On Thursday, U.S. District Court Judge Michael R. Barrett upheld a court order that protects a person's right to abortion. Earlier this month, Health Director Dr. Amy Acton ordered elective surgeries postponed in order to preserve supplies of personal protective equipment (PPE) for healthcare workers fighting coronavirus.
But Barrett's action upholds the order that if "a healthcare provider determines, on a case-by-case basis, that the surgical procedure is medically indicated and cannot be delayed, based on the timing of pre-viability or other medical conditions said procedure is determined legally essential to preserve a woman’s right to constitutionally protected access to abortions."
On Wednesday, Yost's office appealed the order in the Sixth Circuit Court of Appeals.
"If this Court declines to stay and reverse the District Court’s ruling, the people working hardest to save Ohioans from COVID-19 will die as a result. That is not an exaggeration," Yost wrote in the appeal. "First responders and hospital personnel in Ohio face a critical shortage of 'PPEs'—protective equipment needed to keep them from contracting and spreading the virus that causes COVID-19."

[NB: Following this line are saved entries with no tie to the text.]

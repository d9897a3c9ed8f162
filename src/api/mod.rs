//! HTTP API module for the Payroll and Quotation Engine.
//!
//! This module provides the REST API endpoints for calculating and
//! finalizing monthly payroll and for pricing quotations.

mod handlers;
mod request;
mod response;
mod state;

pub use handlers::create_router;
pub use request::{
    AllowanceRequest, AttendanceRequest, DayRecordRequest, EmployeeRequest, PayrollRequest,
    ProjectRequest, QuoteRequest,
};
pub use response::{ApiError, HistoryResponse, PayrollCalculationResponse, QuoteResponse};
pub use state::AppState;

Barrett contested that, writing "under a rational reading of the Temporary Restraining Order, nothing in it permits a blanket 'on-demand provision of elective abortions,' ... and Plaintiffs may not perform surgical abortions if they can induce the same abortion medicinally or perform abortions that can be delayed without jeopardizing the mother’s health, life, or ability to exercise her Fourteenth Amendment right to a pre-viability abortion."
Surgical abortions are still legal "when they are necessary because of medical reasons" that would affect the mother's health.
WCPO has reached out to Yost's office for comment on the latest developments and will update this story when we hear back.